## Exercise requirements
Retrieve every line of the data holding the word "AppState".

## Supplied information
+--

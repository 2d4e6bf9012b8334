/**
 * Application State Management
 *
 * This module defines the application state structure and implements the
 * `FromRef` traits for Axum state extraction.
 *
 * # Architecture
 *
 * `AppState` is the central state container:
 * - the user store handle (an optional connection pool, acquired once at
 *   startup and injected everywhere it is needed)
 * - the OAuth provider registry (static configuration)
 * - the pending-authorization store for outstanding OAuth redirects
 * - a shared HTTP client for provider userinfo calls
 *
 * # Thread Safety
 *
 * All fields are cheap to clone and safe to share: `PgPool` and
 * `reqwest::Client` are internally reference-counted, the registry is
 * behind an `Arc`, and the pending store wraps its map in `Arc<Mutex>`.
 *
 * # State Extraction
 *
 * The `FromRef` implementations let handlers extract just the part of the
 * state they need instead of the whole `AppState`.
 */

use std::sync::Arc;

use axum::extract::FromRef;
use sqlx::PgPool;

use crate::auth::oauth::{OAuthRegistry, PendingAuthorizations};

/// Application state shared by all handlers
#[derive(Clone)]
pub struct AppState {
    /// User store handle
    ///
    /// `None` if the database is not configured (`DATABASE_URL` unset or
    /// unreachable at startup). Handlers answer 503 in that case instead
    /// of crashing.
    pub db_pool: Option<PgPool>,

    /// Configured third-party sign-in providers
    pub oauth: Arc<OAuthRegistry>,

    /// Outstanding OAuth authorization redirects, keyed by CSRF state
    pub pending_authorizations: PendingAuthorizations,

    /// Shared HTTP client for provider identity lookups
    pub http: reqwest::Client,
}

/// Allow handlers to extract the store handle directly
impl FromRef<AppState> for Option<PgPool> {
    fn from_ref(app_state: &AppState) -> Self {
        app_state.db_pool.clone()
    }
}

/// Allow handlers to extract the provider registry directly
impl FromRef<AppState> for Arc<OAuthRegistry> {
    fn from_ref(app_state: &AppState) -> Self {
        app_state.oauth.clone()
    }
}

/// Allow handlers to extract the pending-authorization store directly
impl FromRef<AppState> for PendingAuthorizations {
    fn from_ref(app_state: &AppState) -> Self {
        app_state.pending_authorizations.clone()
    }
}
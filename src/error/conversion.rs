/**
 * Error Conversion
 *
 * `AuthError` implements `IntoResponse`, so handlers return it directly
 * and the framework turns it into a JSON error body:
 *
 * ```json
 * {
 *   "error": "invalid email or password",
 *   "status": 401
 * }
 * ```
 *
 * The body carries only the public message; whatever internal detail the
 * error wraps was logged at the point of failure.
 */

use axum::{
    http::StatusCode,
    response::{IntoResponse, Response},
    Json,
};

use crate::error::types::AuthError;

impl IntoResponse for AuthError {
    fn into_response(self) -> Response {
        let status = self.status_code();
        if status == StatusCode::INTERNAL_SERVER_ERROR {
            tracing::error!("Request failed: {}", self);
        }

        let body = serde_json::json!({
            "error": self.public_message(),
            "status": status.as_u16(),
        });

        (status, Json(body)).into_response()
    }
}

#[cfg(test)]
mod tests {
    use super::*;
    use crate::auth::decision::DenyReason;

    #[test]
    fn test_denied_response_status() {
        let response = AuthError::Denied(DenyReason::UnknownUser).into_response();
        assert_eq!(response.status(), StatusCode::UNAUTHORIZED);
    }

    #[test]
    fn test_conflict_response_status() {
        let response = AuthError::conflict("email already registered").into_response();
        assert_eq!(response.status(), StatusCode::CONFLICT);
    }
}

+--

## Written answer
 * `AppState` is the central state container:
 * state they need instead of the whole `AppState`.
pub struct AppState {
impl FromRef<AppState> for Option<PgPool> {
    fn from_ref(app_state: &AppState) -> Self {
impl FromRef<AppState> for Arc<OAuthRegistry> {
    fn from_ref(app_state: &AppState) -> Self {
impl FromRef<AppState> for PendingAuthorizations {
    fn from_ref(app_state: &AppState) -> Self {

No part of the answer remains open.